O presidente da Associação dos Magistrados Mineiros, Nelson Missias de Morais, disse que a Amagis discorda do ato do CNJ de determinar a investigação contra o juiz Edílson Rumbelsperger, da 1a Vara Criminal e Juizado da Infância e Juventude de Sete Lagoas, em razão de decisão que proferiu, declarando a inconstitucionalidade, em parte e, no caso concreto, da Lei 11.340/06.

Os membros da diretoria desta entidade, podem até discordar do entendimento do magistrado e, neste ato, é bom que se esclareça, não estão a considerar o teor da sua manifestação. Entretanto, no tocante à sua liberdade, a sua independência no ato de julgar, estas, sim, são intangíveis e passíveis de questionamentos somente pelos meios próprios – os recursos.

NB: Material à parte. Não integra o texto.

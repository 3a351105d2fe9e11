//! Box layout: positions the subtree of a logical page box.
//!
//! Runs before pagination. Geometry is absolute, in logical page coordinates.

use smallvec::SmallVec;

use crate::config::{LayoutConfig, PageGrid};
use crate::error::LayoutError;
use crate::non_auto::NonAutoBoxIterator;
use crate::paragraph::ParagraphLayout;
use crate::render_node::{BoxType, Geometry, NodeId};
use crate::render_tree::RenderTree;

/// Block, row, canvas, table and paragraph layout for one logical page.
#[derive(Clone, Copy, Debug, PartialEq)]
pub struct LayoutEngine {
    config: LayoutConfig,
    grid: PageGrid,
    paragraphs: ParagraphLayout,
}

impl LayoutEngine {
    pub fn new(config: LayoutConfig) -> Self {
        Self {
            config,
            grid: PageGrid::from_config(&config),
            paragraphs: ParagraphLayout::new(&config),
        }
    }

    pub fn config(&self) -> &LayoutConfig {
        &self.config
    }

    pub fn grid(&self) -> PageGrid {
        self.grid
    }

    /// Position everything below `page`. Returns the page's content height.
    pub fn layout(&self, tree: &mut RenderTree, page: NodeId) -> Result<f32, LayoutError> {
        let width = self.grid.logical_width();
        let height = self.layout_stack(tree, page, 0.0, 0.0, width)?;
        log::debug!(
            "laid out page {:?}: {:.1}x{:.1}, {} nodes in tree",
            page,
            width,
            height,
            tree.len()
        );
        Ok(height)
    }

    /// Lay out `node` in the column `[x, x + width)` at `y`; returns its
    /// height.
    fn layout_node(
        &self,
        tree: &mut RenderTree,
        node: NodeId,
        x: f32,
        y: f32,
        width: f32,
    ) -> Result<f32, LayoutError> {
        let Some(box_type) = tree.node(node)?.box_type() else {
            return place_atomic(tree, node, x, y);
        };
        let width = match tree.box_data(node)?.preferred_width {
            Some(preferred) if preferred.is_finite() => preferred.clamp(0.0, width.max(0.0)),
            _ => width,
        };
        match box_type {
            BoxType::Paragraph => self.paragraphs.layout(tree, node, x, y, width),
            BoxType::Row | BoxType::TableRow => self.layout_row(tree, node, x, y, width),
            BoxType::Table | BoxType::TableSection => self.layout_table(tree, node, x, y, width),
            BoxType::Canvas => self.layout_canvas(tree, node, x, y, width),
            BoxType::Line => place_atomic(tree, node, x, y),
            BoxType::Block
            | BoxType::Inline
            | BoxType::TableCell
            | BoxType::Auto
            | BoxType::LogicalPage => self.layout_stack(tree, node, x, y, width),
        }
    }

    /// Children top to bottom at full content width.
    fn layout_stack(
        &self,
        tree: &mut RenderTree,
        node: NodeId,
        x: f32,
        y: f32,
        width: f32,
    ) -> Result<f32, LayoutError> {
        let data = tree.box_data(node)?;
        let insets = data.insets;
        let gap = match data.box_type {
            BoxType::Block | BoxType::LogicalPage => self.config.block_gap_px,
            _ => 0.0,
        };
        let inner_x = x + insets.left;
        let inner_width = (width - insets.horizontal()).max(0.0);
        let children: SmallVec<[NodeId; 16]> = tree.children(node).collect();

        let mut cursor = y + insets.top;
        for (index, child) in children.iter().enumerate() {
            if index > 0 {
                cursor += gap;
            }
            cursor += self.layout_node(tree, *child, inner_x, cursor, inner_width)?;
        }
        set_frame(tree, node, x, y, width, cursor + insets.bottom - y)
    }

    /// Rows and sections stacked top to bottom, found through auto wrappers.
    fn layout_table(
        &self,
        tree: &mut RenderTree,
        node: NodeId,
        x: f32,
        y: f32,
        width: f32,
    ) -> Result<f32, LayoutError> {
        let insets = tree.box_data(node)?.insets;
        let inner_x = x + insets.left;
        let inner_width = (width - insets.horizontal()).max(0.0);
        let parts: SmallVec<[NodeId; 16]> = NonAutoBoxIterator::new(tree, node).collect();

        let mut cursor = y + insets.top;
        for part in parts {
            cursor += self.layout_node(tree, part, inner_x, cursor, inner_width)?;
        }
        fit_auto_wrappers(tree, node)?;
        set_frame(tree, node, x, y, width, cursor + insets.bottom - y)
    }

    /// Children side by side: preferred widths first, the rest shared equally.
    fn layout_row(
        &self,
        tree: &mut RenderTree,
        node: NodeId,
        x: f32,
        y: f32,
        width: f32,
    ) -> Result<f32, LayoutError> {
        let data = tree.box_data(node)?;
        let insets = data.insets;
        let table_row = data.box_type == BoxType::TableRow;
        let items: SmallVec<[NodeId; 8]> = if table_row {
            NonAutoBoxIterator::new(tree, node).collect()
        } else {
            tree.children(node).collect()
        };

        let inner_width = (width - insets.horizontal()).max(0.0);
        let mut remaining = inner_width;
        let mut flexible = 0usize;
        let mut widths: SmallVec<[Option<f32>; 8]> = SmallVec::with_capacity(items.len());
        for &item in &items {
            let preferred = tree
                .get(item)
                .and_then(|n| n.as_box())
                .and_then(|data| data.preferred_width)
                .filter(|w| w.is_finite());
            match preferred {
                Some(preferred) => {
                    let taken = preferred.clamp(0.0, remaining);
                    remaining -= taken;
                    widths.push(Some(taken));
                }
                None => {
                    flexible += 1;
                    widths.push(None);
                }
            }
        }
        let share = if flexible > 0 {
            remaining / flexible as f32
        } else {
            0.0
        };

        let top = y + insets.top;
        let mut cursor = x + insets.left;
        let mut tallest = 0.0f32;
        for (&item, width) in items.iter().zip(widths) {
            let item_width = width.unwrap_or(share);
            let height = self.layout_node(tree, item, cursor, top, item_width)?;
            tallest = tallest.max(height);
            cursor += item_width;
        }
        if table_row {
            for &cell in &items {
                tree.geometry_mut(cell)?.height = tallest;
            }
            fit_auto_wrappers(tree, node)?;
        }
        set_frame(tree, node, x, y, width, tallest + insets.vertical())
    }

    /// Children keep their own offsets, relative to the canvas content box.
    /// An unpinned child's position on the first pass becomes its offset.
    fn layout_canvas(
        &self,
        tree: &mut RenderTree,
        node: NodeId,
        x: f32,
        y: f32,
        width: f32,
    ) -> Result<f32, LayoutError> {
        let insets = tree.box_data(node)?.insets;
        let own = tree.geometry(node)?;
        let inner_x = x + insets.left;
        let inner_y = y + insets.top;
        let inner_width = (width - insets.horizontal()).max(0.0);
        let children: SmallVec<[NodeId; 8]> = tree.children(node).collect();

        let mut bottom = inner_y;
        for child in children {
            let geometry = tree.geometry(child)?;
            let pinned = tree.node(child)?.canvas_offset();
            let (offset_x, offset_y) = match pinned {
                Some(offset) => offset,
                None => {
                    tree.set_canvas_offset(child, geometry.x, geometry.y)?;
                    (geometry.x, geometry.y)
                }
            };
            let child_width = if geometry.width > 0.0 {
                geometry.width
            } else {
                (inner_width - offset_x).max(0.0)
            };
            let child_y = inner_y + offset_y;
            let height = if tree.node(child)?.is_box() {
                self.layout_node(tree, child, inner_x + offset_x, child_y, child_width)?
            } else {
                place_atomic(tree, child, inner_x + offset_x, child_y)?
            };
            bottom = bottom.max(child_y + height);
        }
        let height = (bottom + insets.bottom - y).max(own.height);
        set_frame(tree, node, x, y, width, height)
    }
}

/// Move a node that is not laid out by this engine (leaf, packed line) with
/// its subtree to `(x, y)`. Returns its height.
fn place_atomic(tree: &mut RenderTree, node: NodeId, x: f32, y: f32) -> Result<f32, LayoutError> {
    let geometry = tree.geometry(node)?;
    tree.translate_subtree(node, x - geometry.x, y - geometry.y)?;
    Ok(geometry.height)
}

fn set_frame(
    tree: &mut RenderTree,
    node: NodeId,
    x: f32,
    y: f32,
    width: f32,
    height: f32,
) -> Result<f32, LayoutError> {
    let min_chunk_width = tree.geometry(node)?.min_chunk_width;
    let geometry = Geometry {
        x,
        y,
        width: width.max(0.0),
        height: height.max(0.0),
        min_chunk_width,
    };
    tree.set_geometry(node, geometry)?;
    Ok(geometry.height)
}

/// Size every auto wrapper below `root` to the union of its children.
fn fit_auto_wrappers(tree: &mut RenderTree, root: NodeId) -> Result<(), LayoutError> {
    let wrappers: SmallVec<[NodeId; 8]> = tree
        .descendants(root)?
        .skip(1)
        .filter(|&id| tree.get(id).and_then(|n| n.box_type()) == Some(BoxType::Auto))
        .collect();
    // reverse pre-order visits children before parents
    for wrapper in wrappers.into_iter().rev() {
        let mut bounds: Option<(f32, f32, f32, f32)> = None;
        for child in tree.children(wrapper) {
            let g = tree.geometry(child)?;
            bounds = Some(match bounds {
                None => (g.x, g.y, g.right(), g.bottom()),
                Some((l, t, r, b)) => (l.min(g.x), t.min(g.y), r.max(g.right()), b.max(g.bottom())),
            });
        }
        if let Some((left, top, right, bottom)) = bounds {
            let geometry = tree.geometry_mut(wrapper)?;
            geometry.x = left;
            geometry.y = top;
            geometry.width = right - left;
            geometry.height = bottom - top;
        }
    }
    Ok(())
}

O CNJ é um órgão de cunho administrativo, figurando como ingerência indevida qualquer interferência na função judicante do magistrado que, como já foi dito, só pode ser atacada pelos meios próprios.

Qualquer tentativa ilegítima e antidemocrática voltada para influir na decisão de qualquer magistrado deve merecer sempre o corajoso repúdio desta entidade, concluiu Nelson Missias de Morais.